EXERCISE: What you return must match the records below exactly, down to each character.

Stored data entries:
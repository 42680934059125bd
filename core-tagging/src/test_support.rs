use async_trait::async_trait;
use bridge_traits::error::{BridgeError, Result};
use bridge_traits::storage::{ContainerRef, ObjectEntry, ObjectMetadata, ObjectStorage};
use std::collections::HashMap;
use std::io::Cursor;

/// Object bodies keyed by `(container, object)`
#[derive(Default)]
pub struct MemoryStorage {
    bodies: HashMap<(String, String), Vec<u8>>,
}

impl MemoryStorage {
    pub fn new() -> Self {
        Self::default()
    }

    pub fn with_object(mut self, container: &str, object: &str, body: &[u8]) -> Self {
        self.bodies
            .insert((container.to_string(), object.to_string()), body.to_vec());
        self
    }
}

#[async_trait]
impl ObjectStorage for MemoryStorage {
    async fn list_containers(&self) -> Result<Vec<ContainerRef>> {
        Ok(Vec::new())
    }

    async fn list_objects(&self, _container: &str) -> Result<Vec<ObjectEntry>> {
        Ok(Vec::new())
    }

    async fn get_object_metadata(&self, _container: &str, _object: &str) -> Result<ObjectMetadata> {
        Ok(ObjectMetadata::new())
    }

    async fn fetch_object_stream(
        &self,
        container: &str,
        object: &str,
    ) -> Result<Box<dyn tokio::io::AsyncRead + Send + Unpin>> {
        let body = self
            .bodies
            .get(&(container.to_string(), object.to_string()))
            .cloned()
            .ok_or_else(|| BridgeError::NotFound(format!("/{}/{}", container, object)))?;
        Ok(Box::new(Cursor::new(body)))
    }
}
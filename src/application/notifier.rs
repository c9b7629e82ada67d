use crate::domain::notification::Notification;
use crate::domain::ports::NotificationSinkRef;
use std::sync::Arc;
use tracing::{debug, warn};

/// Addresses notifications to the configured host recipient.
#[derive(Clone)]
pub struct Notifier {
    recipient: Arc<str>,
    sink: NotificationSinkRef,
}

impl Notifier {
    pub fn new(recipient: &str, sink: NotificationSinkRef) -> Self {
        Self {
            recipient: Arc::from(recipient),
            sink,
        }
    }

    /// Delivers on the current task. Sink failures are logged and dropped.
    pub async fn notify(&self, notification: Notification) {
        debug!(recipient = %self.recipient, %notification, "notifying host");
        if let Err(e) = self
            .sink
            .send(&self.recipient, notification.method(), &notification.encode())
            .await
        {
            warn!(recipient = %self.recipient, %notification, error = %e, "notification dropped");
        }
    }

    /// Delivers from a spawned task, off the caller's context.
    pub fn notify_deferred(&self, notification: Notification) {
        let notifier = self.clone();
        tokio::spawn(async move {
            notifier.notify(notification).await;
        });
    }
}
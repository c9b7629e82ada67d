#![allow(dead_code)]

use async_trait::async_trait;
use billing_bridge::application::config::ControllerConfig;
use billing_bridge::application::controller::PurchaseSessionController;
use billing_bridge::domain::catalog::Catalog;
use billing_bridge::domain::inventory::{Inventory, ItemType, ProductDescriptor, PurchaseRecord};
use billing_bridge::domain::notification::Envelope;
use billing_bridge::domain::ports::BillingProvider;
use billing_bridge::domain::purchase::{PurchaseOutcome, PurchaseRequest};
use billing_bridge::error::Result;
use billing_bridge::infrastructure::in_memory::{ChannelSink, InMemoryBillingProvider};
use std::sync::Arc;
use std::time::Duration;
use tokio::sync::{Semaphore, mpsc};

pub const GAS: &str = r#"{"productId":"gas","type":"inapp","price":"$0.99","title":"Gas","description":"A quarter tank","price_amount_micros":990000,"price_currency_code":"USD"}"#;
pub const PREMIUM: &str = r#"{"productId":"premium","type":"inapp","price":"$1.99","title":"Premium","description":"Upgrade to premium"}"#;
pub const INFINITE_GAS: &str = r#"{"productId":"infinite_gas","type":"subs","price":"$2.99","title":"Infinite gas","description":"Never run out"}"#;

/// The store used by most tests: two in-app products and a subscription.
pub fn sample_inventory() -> Inventory {
    let mut inventory = Inventory::new();
    for raw in [GAS, PREMIUM, INFINITE_GAS] {
        inventory.add_product(ProductDescriptor::from_json(raw).unwrap());
    }
    inventory
}

/// Same store, but the account already owns `premium` and an unconsumed `gas`.
pub fn inventory_with_purchases() -> Inventory {
    let mut inventory = sample_inventory();
    inventory.add_purchase(PurchaseRecord::new("premium", ItemType::InApp).with_payload("old"));
    inventory.add_purchase(PurchaseRecord::new("gas", ItemType::InApp));
    inventory
}

/// Wraps a provider so purchases and consumes only complete when the test
/// releases them.
#[derive(Clone)]
pub struct GatedProvider {
    pub inner: InMemoryBillingProvider,
    gate: Arc<Semaphore>,
}

impl GatedProvider {
    pub fn new(inner: InMemoryBillingProvider) -> Self {
        Self {
            inner,
            gate: Arc::new(Semaphore::new(0)),
        }
    }

    /// Lets the next `count` provider calls complete.
    pub fn release(&self, count: usize) {
        self.gate.add_permits(count);
    }

    async fn pass(&self) {
        if let Ok(permit) = self.gate.acquire().await {
            permit.forget();
        }
    }
}

#[async_trait]
impl BillingProvider for GatedProvider {
    async fn setup(&self, public_key: &str) -> Result<()> {
        self.inner.setup(public_key).await
    }

    async fn query_inventory(&self, catalog: &Catalog) -> Result<Inventory> {
        self.inner.query_inventory(catalog).await
    }

    async fn launch_purchase(&self, request: PurchaseRequest) -> PurchaseOutcome {
        self.pass().await;
        self.inner.launch_purchase(request).await
    }

    async fn consume(&self, purchase: PurchaseRecord) -> PurchaseOutcome {
        self.pass().await;
        self.inner.consume(purchase).await
    }

    fn subscriptions_supported(&self) -> bool {
        self.inner.subscriptions_supported()
    }

    fn handle_activity_result(
        &self,
        request_code: i32,
        result_code: i32,
        data: Option<&str>,
    ) -> bool {
        self.inner
            .handle_activity_result(request_code, result_code, data)
    }

    fn open_store(&self) -> Result<()> {
        self.inner.open_store()
    }

    fn dispose(&self) {
        self.inner.dispose()
    }
}

pub struct Harness {
    pub controller: PurchaseSessionController,
    pub envelopes: mpsc::UnboundedReceiver<Envelope>,
}

impl Harness {
    pub fn new(provider: Arc<dyn BillingProvider>, config: ControllerConfig) -> Self {
        let (sink, envelopes) = ChannelSink::new();
        Self {
            controller: PurchaseSessionController::new(provider, Arc::new(sink), config),
            envelopes,
        }
    }

    /// Initializes with `in_app` ids, waits for setup and drains the
    /// `InitMessage`.
    pub async fn ready(provider: Arc<dyn BillingProvider>, in_app: &str) -> Self {
        let mut harness = Self::new(provider, ControllerConfig::default());
        harness
            .controller
            .initialize("key123", in_app)
            .await
            .unwrap();
        let init = harness.next().await;
        assert_eq!(init.to_string(), "InitMessage true");
        harness.controller.settled().await;
        harness
    }

    /// The next delivered envelope. Fails the test after a second.
    pub async fn next(&mut self) -> Envelope {
        tokio::time::timeout(Duration::from_secs(1), self.envelopes.recv())
            .await
            .expect("timed out waiting for a notification")
            .expect("notification channel closed")
    }

    /// Asserts nothing else is delivered within a short grace period.
    pub async fn assert_quiet(&mut self) {
        let extra = tokio::time::timeout(Duration::from_millis(50), self.envelopes.recv()).await;
        assert!(
            !matches!(extra, Ok(Some(_))),
            "unexpected notification: {:?}",
            extra
        );
    }
}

ANSWER BOX:
repository 42680934059125bd
filename core-tagging/src/test_support.rs
use async_trait::async_trait;
use bridge_traits::error::{BridgeError, Result};
use bridge_traits::storage::{ContainerRef, ObjectEntry, ObjectMetadata, ObjectStorage};
use std::collections::HashMap;
use std::io::Cursor;

/// Object bodies keyed by `(container, object)`
#[derive(Default)]
pub struct MemoryStorage {
    bodies: HashMap<(String, String), Vec<u8>>,
}

impl MemoryStorage {
    pub fn new() -> Self {
        Self::default()
    }

    pub fn with_object(mut self, container: &str, object: &str, body: &[u8]) -> Self {
        self.bodies
            .insert((container.to_string(), object.to_string()), body.to_vec());
        self
    }
}

#[async_trait]
impl ObjectStorage for MemoryStorage {
    async fn list_containers(&self) -> Result<Vec<ContainerRef>> {
        Ok(Vec::new())
    }

    async fn list_objects(&self, _container: &str) -> Result<Vec<ObjectEntry>> {
        Ok(Vec::new())
    }

    async fn get_object_metadata(&self, _container: &str, _object: &str) -> Result<ObjectMetadata> {
        Ok(ObjectMetadata::new())
    }

    async fn fetch_object_stream(
        &self,
        container: &str,
        object: &str,
    ) -> Result<Box<dyn tokio::io::AsyncRead + Send + Unpin>> {
        let body = self
            .bodies
            .get(&(container.to_string(), object.to_string()))
            .cloned()
            .ok_or_else(|| BridgeError::NotFound(format!("/{}/{}", container, object)))?;
        Ok(Box::new(Cursor::new(body)))
    }
}
filename src/application/notifier.rs
repository c9b7629e82ada67d
use crate::domain::notification::Notification;
use crate::domain::ports::NotificationSinkRef;
use std::sync::Arc;
use tracing::{debug, warn};

/// Addresses notifications to the configured host recipient.
#[derive(Clone)]
pub struct Notifier {
    recipient: Arc<str>,
    sink: NotificationSinkRef,
}

impl Notifier {
    pub fn new(recipient: &str, sink: NotificationSinkRef) -> Self {
        Self {
            recipient: Arc::from(recipient),
            sink,
        }
    }

    /// Delivers on the current task. Sink failures are logged and dropped.
    pub async fn notify(&self, notification: Notification) {
        debug!(recipient = %self.recipient, %notification, "notifying host");
        if let Err(e) = self
            .sink
            .send(&self.recipient, notification.method(), &notification.encode())
            .await
        {
            warn!(recipient = %self.recipient, %notification, error = %e, "notification dropped");
        }
    }

    /// Delivers from a spawned task, off the caller's context.
    pub fn notify_deferred(&self, notification: Notification) {
        let notifier = self.clone();
        tokio::spawn(async move {
            notifier.notify(notification).await;
        });
    }
}
repository c9b7629e82ada67d
#![allow(dead_code)]

use async_trait::async_trait;
use billing_bridge::application::config::ControllerConfig;
use billing_bridge::application::controller::PurchaseSessionController;
use billing_bridge::domain::catalog::Catalog;
use billing_bridge::domain::inventory::{Inventory, ItemType, ProductDescriptor, PurchaseRecord};
use billing_bridge::domain::notification::Envelope;
use billing_bridge::domain::ports::BillingProvider;
use billing_bridge::domain::purchase::{PurchaseOutcome, PurchaseRequest};
use billing_bridge::error::Result;
use billing_bridge::infrastructure::in_memory::{ChannelSink, InMemoryBillingProvider};
use std::sync::Arc;
use std::time::Duration;
use tokio::sync::{Semaphore, mpsc};

pub const GAS: &str = r#"{"productId":"gas","type":"inapp","price":"$0.99","title":"Gas","description":"A quarter tank","price_amount_micros":990000,"price_currency_code":"USD"}"#;
pub const PREMIUM: &str = r#"{"productId":"premium","type":"inapp","price":"$1.99","title":"Premium","description":"Upgrade to premium"}"#;
pub const INFINITE_GAS: &str = r#"{"productId":"infinite_gas","type":"subs","price":"$2.99","title":"Infinite gas","description":"Never run out"}"#;

/// The store used by most tests: two in-app products and a subscription.
pub fn sample_inventory() -> Inventory {
    let mut inventory = Inventory::new();
    for raw in [GAS, PREMIUM, INFINITE_GAS] {
        inventory.add_product(ProductDescriptor::from_json(raw).unwrap());
    }
    inventory
}

/// Same store, but the account already owns `premium` and an unconsumed `gas`.
pub fn inventory_with_purchases() -> Inventory {
    let mut inventory = sample_inventory();
    inventory.add_purchase(PurchaseRecord::new("premium", ItemType::InApp).with_payload("old"));
    inventory.add_purchase(PurchaseRecord::new("gas", ItemType::InApp));
    inventory
}

/// Wraps a provider so purchases and consumes only complete when the test
/// releases them.
#[derive(Clone)]
pub struct GatedProvider {
    pub inner: InMemoryBillingProvider,
    gate: Arc<Semaphore>,
}

impl GatedProvider {
    pub fn new(inner: InMemoryBillingProvider) -> Self {
        Self {
            inner,
            gate: Arc::new(Semaphore::new(0)),
        }
    }

    /// Lets the next `count` provider calls complete.
    pub fn release(&self, count: usize) {
        self.gate.add_permits(count);
    }

    async fn pass(&self) {
        if let Ok(permit) = self.gate.acquire().await {
            permit.forget();
        }
    }
}

#[async_trait]
impl BillingProvider for GatedProvider {
    async fn setup(&self, public_key: &str) -> Result<()> {
        self.inner.setup(public_key).await
    }

    async fn query_inventory(&self, catalog: &Catalog) -> Result<Inventory> {
        self.inner.query_inventory(catalog).await
    }

    async fn launch_purchase(&self, request: PurchaseRequest) -> PurchaseOutcome {
        self.pass().await;
        self.inner.launch_purchase(request).await
    }

    async fn consume(&self, purchase: PurchaseRecord) -> PurchaseOutcome {
        self.pass().await;
        self.inner.consume(purchase).await
    }

    fn subscriptions_supported(&self) -> bool {
        self.inner.subscriptions_supported()
    }

    fn handle_activity_result(
        &self,
        request_code: i32,
        result_code: i32,
        data: Option<&str>,
    ) -> bool {
        self.inner
            .handle_activity_result(request_code, result_code, data)
    }

    fn open_store(&self) -> Result<()> {
        self.inner.open_store()
    }

    fn dispose(&self) {
        self.inner.dispose()
    }
}

pub struct Harness {
    pub controller: PurchaseSessionController,
    pub envelopes: mpsc::UnboundedReceiver<Envelope>,
}

impl Harness {
    pub fn new(provider: Arc<dyn BillingProvider>, config: ControllerConfig) -> Self {
        let (sink, envelopes) = ChannelSink::new();
        Self {
            controller: PurchaseSessionController::new(provider, Arc::new(sink), config),
            envelopes,
        }
    }

    /// Initializes with `in_app` ids, waits for setup and drains the
    /// `InitMessage`.
    pub async fn ready(provider: Arc<dyn BillingProvider>, in_app: &str) -> Self {
        let mut harness = Self::new(provider, ControllerConfig::default());
        harness
            .controller
            .initialize("key123", in_app)
            .await
            .unwrap();
        let init = harness.next().await;
        assert_eq!(init.to_string(), "InitMessage true");
        harness.controller.settled().await;
        harness
    }

    /// The next delivered envelope. Fails the test after a second.
    pub async fn next(&mut self) -> Envelope {
        tokio::time::timeout(Duration::from_secs(1), self.envelopes.recv())
            .await
            .expect("timed out waiting for a notification")
            .expect("notification channel closed")
    }

    /// Asserts nothing else is delivered within a short grace period.
    pub async fn assert_quiet(&mut self) {
        let extra = tokio::time::timeout(Duration::from_millis(50), self.envelopes.recv()).await;
        assert!(
            !matches!(extra, Ok(Some(_))),
            "unexpected notification: {:?}",
            extra
        );
    }
}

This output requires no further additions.